Collected data

# # #

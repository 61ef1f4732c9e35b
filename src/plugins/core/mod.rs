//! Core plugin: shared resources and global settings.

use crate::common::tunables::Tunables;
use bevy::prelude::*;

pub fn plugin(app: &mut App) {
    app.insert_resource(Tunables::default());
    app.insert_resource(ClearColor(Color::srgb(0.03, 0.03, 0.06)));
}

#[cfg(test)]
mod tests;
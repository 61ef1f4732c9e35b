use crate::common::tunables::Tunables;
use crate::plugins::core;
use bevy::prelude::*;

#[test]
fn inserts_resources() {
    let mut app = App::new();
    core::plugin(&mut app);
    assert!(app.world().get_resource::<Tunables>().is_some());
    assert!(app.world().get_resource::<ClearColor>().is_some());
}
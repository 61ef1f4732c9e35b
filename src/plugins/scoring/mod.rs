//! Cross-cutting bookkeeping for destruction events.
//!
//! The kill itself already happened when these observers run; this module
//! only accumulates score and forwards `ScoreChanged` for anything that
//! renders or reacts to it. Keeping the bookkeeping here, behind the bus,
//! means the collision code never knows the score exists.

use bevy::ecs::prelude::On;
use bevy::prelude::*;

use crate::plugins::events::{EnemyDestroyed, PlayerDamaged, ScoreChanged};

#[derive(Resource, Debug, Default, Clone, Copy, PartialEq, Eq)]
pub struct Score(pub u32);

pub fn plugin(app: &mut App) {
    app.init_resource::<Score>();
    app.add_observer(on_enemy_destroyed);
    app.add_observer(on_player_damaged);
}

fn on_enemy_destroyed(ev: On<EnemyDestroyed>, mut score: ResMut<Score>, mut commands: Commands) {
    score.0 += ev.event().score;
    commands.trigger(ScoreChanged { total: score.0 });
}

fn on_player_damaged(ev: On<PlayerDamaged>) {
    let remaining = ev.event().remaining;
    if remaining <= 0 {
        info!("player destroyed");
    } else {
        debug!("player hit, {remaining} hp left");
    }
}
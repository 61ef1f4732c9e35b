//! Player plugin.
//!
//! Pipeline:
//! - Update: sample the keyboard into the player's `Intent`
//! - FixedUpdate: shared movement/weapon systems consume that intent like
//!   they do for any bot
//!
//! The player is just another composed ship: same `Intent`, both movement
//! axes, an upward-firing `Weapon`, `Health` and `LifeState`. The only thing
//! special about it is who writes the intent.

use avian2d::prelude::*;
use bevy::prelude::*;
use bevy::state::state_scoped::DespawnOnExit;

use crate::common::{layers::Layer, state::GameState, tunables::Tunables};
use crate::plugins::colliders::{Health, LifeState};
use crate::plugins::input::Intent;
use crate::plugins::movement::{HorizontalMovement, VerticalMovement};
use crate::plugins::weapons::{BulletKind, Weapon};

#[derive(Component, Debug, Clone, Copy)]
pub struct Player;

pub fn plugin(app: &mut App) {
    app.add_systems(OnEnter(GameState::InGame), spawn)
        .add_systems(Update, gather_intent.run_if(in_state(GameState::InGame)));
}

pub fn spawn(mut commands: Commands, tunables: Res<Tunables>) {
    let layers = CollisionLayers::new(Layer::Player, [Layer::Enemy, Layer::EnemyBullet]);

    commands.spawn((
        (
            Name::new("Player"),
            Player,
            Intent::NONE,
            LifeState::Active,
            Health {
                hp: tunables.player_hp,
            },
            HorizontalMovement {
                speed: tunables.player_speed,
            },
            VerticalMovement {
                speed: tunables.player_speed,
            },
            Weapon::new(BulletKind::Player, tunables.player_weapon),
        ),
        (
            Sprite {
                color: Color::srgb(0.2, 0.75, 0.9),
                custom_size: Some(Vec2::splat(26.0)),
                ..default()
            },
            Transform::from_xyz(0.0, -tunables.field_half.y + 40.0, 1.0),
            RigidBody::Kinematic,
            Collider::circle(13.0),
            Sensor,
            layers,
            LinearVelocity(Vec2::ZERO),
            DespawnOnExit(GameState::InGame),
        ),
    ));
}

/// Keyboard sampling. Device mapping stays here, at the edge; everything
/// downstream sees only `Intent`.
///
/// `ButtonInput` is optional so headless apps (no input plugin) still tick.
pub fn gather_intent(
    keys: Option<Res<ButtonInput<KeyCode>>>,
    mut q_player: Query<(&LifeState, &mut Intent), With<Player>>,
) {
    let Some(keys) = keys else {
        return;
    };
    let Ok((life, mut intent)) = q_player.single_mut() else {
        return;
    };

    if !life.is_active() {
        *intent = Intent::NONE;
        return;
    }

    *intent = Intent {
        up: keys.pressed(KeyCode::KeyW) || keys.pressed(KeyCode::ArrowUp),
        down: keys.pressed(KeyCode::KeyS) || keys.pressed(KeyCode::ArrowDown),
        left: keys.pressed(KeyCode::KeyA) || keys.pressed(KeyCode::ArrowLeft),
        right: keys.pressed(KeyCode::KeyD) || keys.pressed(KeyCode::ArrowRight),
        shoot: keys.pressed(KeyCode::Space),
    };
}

# # #

Your answer must be one number: how many lines of the data contain "crate".

9